7 of 103 comments (clear)

  1. Re:Paying for... by duke_cheetah2003 · · Score: 4, Informative

    What are the actual MS patents for which these Android companies are paying royalties? TFS and every one of TFAs don't say, don't even hint.

    Look here?

  2. Help make a wiki page about it by ciaran2014 · · Score: 4, Informative

    I tried to make a more readable version of similar data on this wiki page:

    http://en.swpat.org/wiki/Micro...

    Help appreciated.

    --
    Help build the anti-software-patent wiki
  3. Do they charge patent royalties for Windows Phone? by Rob+Y. · · Score: 4, Interesting

    This is getting pretty weird. Windows Phone is now free, right? So if a phone maker builds WinPhones, do they pay Microsoft nothing for the same patents? Is that legal - to charge a patent royalty to device makers using somebody else's software - using no Microsoft code, while allowing makers of devices using Microsoft software to pay no software or patent fees?

    Microsoft may not have a monopoly on mobile, but the patents in question are surely based on their desktop monopoly. For instance, FAT32. No device maker uses FAT32 because it's a good file system. They use it because of the Microsoft desktop monopoly. So to charge Android device makers a patent royalty on essentially the ability to be compatible with Windows desktops - while letting WinPhone device makers ride free - amounts to illegal tying of WinPhone to their Windows monopoly position, no?

    --
    Posted from my Android phone. Oh, I can change this? There, that's better...
  4. Prime example by HangingChad · · Score: 4, Insightful

    If anything points out that software patents should be completely thrown out it's this kind of nonsense. The computer world used to joke about the "Microsoft tax" on new computers due to the cost of Windows. This is, literally, a Microsoft tax on Android devices. At least with Windows you got something, this is money for nothing. This is not what the patent system was designed to do.

    --
    That's our life, the big wheel of shit. - The Fat Man, Blue Tango Salvage
  5. Microsoft can't compete in the marketplace by QuietLagoon · · Score: 4, Insightful

    So Microsoft bullies in the courtroom.

  6. And this is why Microsoft is still a scumbag corp. by blind+biker · · Score: 4, Insightful

    Well, not only this: their attempts at making motherboards Window-only bootable is also a despicable maneuver.

    --
    "The agriculture ministry is not in charge of Gundam" - Japanese ministry official.
  7. Re:So, Microsoft is a social leech! by zwede · · Score: 5, Insightful

    Microsoft contributes something (its patents - so others can use them and make money)

    Scenario A: Google back when they initially developed Android ran into a design roadblock. They saw no way to solve the particular problem until one of the developers read a MS patent that solved their issue. MS is therefore paid royalties on their patent.
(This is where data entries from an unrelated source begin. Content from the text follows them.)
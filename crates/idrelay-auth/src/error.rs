//! Broker error types.
//!
//! [`BrokerError`] is what the orchestrator and the HTTP layer report. Each
//! variant knows the status code and the message shown to the user; the
//! underlying cause is only logged.

use std::fmt;

use crate::authorization::AuthorizationError;
use crate::config::ConfigError;
use crate::federation::AdapterError;
use crate::identity::Provider;
use crate::membership::MembershipError;
use crate::token::TokenError;

/// Message shown for failures whose details must stay server side.
pub const SERVER_ERROR_MESSAGE: &str = "Server error";

/// Message shown when a provider callback cannot be processed.
pub const PROCESSING_ERROR_MESSAGE: &str = "Error when processing request.";

/// Errors that can occur while brokering a login.
#[derive(Debug, thiserror::Error)]
pub enum BrokerError {
    /// A request parameter is missing or invalid.
    #[error("Invalid request: {message}")]
    InvalidRequest {
        /// Message shown to the user.
        message: String,
    },

    /// The requested provider is not configured.
    #[error("Provider not available: {0}")]
    ProviderUnavailable(Provider),

    /// The provider callback could not be turned into an identity.
    #[error("Identity provider error: {0}")]
    Adapter(#[from] AdapterError),

    /// The user is not a member of the audience.
    #[error("User {upn} is not a member of {audience}")]
    NotMember {
        /// User principal name.
        upn: String,
        /// Audience the user tried to log in to.
        audience: String,
    },

    /// The membership service could not answer the authorization check.
    #[error("Authorization backend unavailable: {0}")]
    BackendUnavailable(#[source] MembershipError),

    /// The broker token could not be minted.
    #[error("Token error: {0}")]
    Token(#[from] TokenError),

    /// The membership service rejected or failed the device pairing.
    #[error("Device pairing failed: {0}")]
    DeviceLink(#[source] MembershipError),

    /// The post-login redirect target could not be built.
    #[error("Invalid redirect: {message}")]
    InvalidRedirect {
        /// Description of the problem.
        message: String,
    },

    /// The broker is misconfigured.
    #[error("Configuration error: {message}")]
    Configuration {
        /// Description of the configuration error.
        message: String,
    },
}

impl BrokerError {
    /// Creates a new `InvalidRequest` error.
    #[must_use]
    pub fn invalid_request(message: impl Into<String>) -> Self {
        Self::InvalidRequest {
            message: message.into(),
        }
    }

    /// Creates a new `InvalidRedirect` error.
    #[must_use]
    pub fn invalid_redirect(message: impl Into<String>) -> Self {
        Self::InvalidRedirect {
            message: message.into(),
        }
    }

    /// Creates a new `Configuration` error.
    #[must_use]
    pub fn configuration(message: impl Into<String>) -> Self {
        Self::Configuration {
            message: message.into(),
        }
    }

    /// HTTP status code reported for this error.
    #[must_use]
    pub fn status_code(&self) -> u16 {
        match self {
            Self::InvalidRequest { .. } | Self::ProviderUnavailable(_) => 400,
            Self::Adapter(_) => 401,
            Self::NotMember { .. } => 404,
            Self::BackendUnavailable(_)
            | Self::Token(_)
            | Self::DeviceLink(_)
            | Self::InvalidRedirect { .. }
            | Self::Configuration { .. } => 500,
        }
    }

    /// Message safe to show to the user.
    #[must_use]
    pub fn user_message(&self) -> String {
        match self {
            Self::InvalidRequest { message } => message.clone(),
            Self::ProviderUnavailable(_) => "Missing or invalid provider parameter".to_string(),
            Self::Adapter(_) | Self::BackendUnavailable(_) => PROCESSING_ERROR_MESSAGE.to_string(),
            Self::NotMember { upn, audience } => format!(
                "User: {upn} is not member in the organisation {}.",
                audience.to_uppercase()
            ),
            Self::Token(_)
            | Self::DeviceLink(_)
            | Self::InvalidRedirect { .. }
            | Self::Configuration { .. } => SERVER_ERROR_MESSAGE.to_string(),
        }
    }

    /// Returns `true` for failures caused by the caller or the user.
    #[must_use]
    pub fn is_client_error(&self) -> bool {
        (400..500).contains(&self.status_code())
    }

    /// Returns the error category for logging.
    #[must_use]
    pub fn category(&self) -> ErrorCategory {
        match self {
            Self::InvalidRequest { .. } | Self::ProviderUnavailable(_) => ErrorCategory::Validation,
            Self::Adapter(_) => ErrorCategory::Federation,
            Self::NotMember { .. } => ErrorCategory::Authorization,
            Self::BackendUnavailable(_) | Self::DeviceLink(_) => ErrorCategory::Membership,
            Self::Token(_) => ErrorCategory::Token,
            Self::InvalidRedirect { .. } | Self::Configuration { .. } => {
                ErrorCategory::Configuration
            }
        }
    }
}

impl From<AuthorizationError> for BrokerError {
    fn from(err: AuthorizationError) -> Self {
        match err {
            AuthorizationError::NotMember { upn, audience } => Self::NotMember { upn, audience },
            AuthorizationError::BackendUnavailable(e) => Self::BackendUnavailable(e),
        }
    }
}

impl From<ConfigError> for BrokerError {
    fn from(err: ConfigError) -> Self {
        Self::configuration(err.to_string())
    }
}

/// Categories of broker errors for logging.
#[derive(Debug, Clone, Copy, PartialEq, Eq, Hash)]
pub enum ErrorCategory {
    Validation,
    Federation,
    Authorization,
    Membership,
    Token,
    Configuration,
}

impl fmt::Display for ErrorCategory {
    fn fmt(&self, f: &mut fmt::Formatter<'_>) -> fmt::Result {
        match self {
            Self::Validation => write!(f, "validation"),
            Self::Federation => write!(f, "federation"),
            Self::Authorization => write!(f, "authorization"),
            Self::Membership => write!(f, "membership"),
            Self::Token => write!(f, "token"),
            Self::Configuration => write!(f, "configuration"),
        }
    }
}

#[cfg(test)]
mod tests {
    use super::*;

    #[test]
    fn test_status_codes() {
        assert_eq!(BrokerError::invalid_request("x").status_code(), 400);
        assert_eq!(BrokerError::ProviderUnavailable(Provider::Google).status_code(), 400);
        assert_eq!(
            BrokerError::from(AdapterError::MissingIdentityToken).status_code(),
            401
        );
        assert_eq!(
            BrokerError::DeviceLink(MembershipError::UserNotFound).status_code(),
            500
        );
        assert_eq!(BrokerError::from(TokenError::Expired).status_code(), 500);
    }

    #[test]
    fn test_not_member_message_upper_cases_audience() {
        let err = BrokerError::from(AuthorizationError::NotMember {
            upn: "alice@example.com".to_string(),
            audience: "acme".to_string(),
        });
        assert_eq!(err.status_code(), 404);
        assert_eq!(
            err.user_message(),
            "User: alice@example.com is not member in the organisation ACME."
        );
        assert!(err.is_client_error());
        assert_eq!(err.category(), ErrorCategory::Authorization);
    }

    #[test]
    fn test_backend_errors_hide_details() {
        let err = BrokerError::from(AuthorizationError::BackendUnavailable(
            MembershipError::Transport("connection refused 10.0.0.3".to_string()),
        ));
        assert_eq!(err.status_code(), 500);
        assert_eq!(err.user_message(), PROCESSING_ERROR_MESSAGE);
        assert!(!err.user_message().contains("10.0.0.3"));
    }

    #[test]
    fn test_config_error_conversion() {
        let err = BrokerError::from(ConfigError::Missing("broker.issuer".to_string()));
        assert_eq!(err.category(), ErrorCategory::Configuration);
        assert!(err.to_string().contains("broker.issuer"));
    }
}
    Scenario B: Google developed Android without ever having heard of any MS patents. Once Android became popular MS lawyers studied their patents trying to stretch them enough to find infringement. They bully the Android phone makers into paying billions. In this scenario Android would have been exactly the same product without the MS patents and MS is being paid billions for nothing.

    Scenario A is what the patent system was supposed to be. Scenario B is reality most of the time today. Question is if the few cases of Scenario A justifies all the Scenario B's.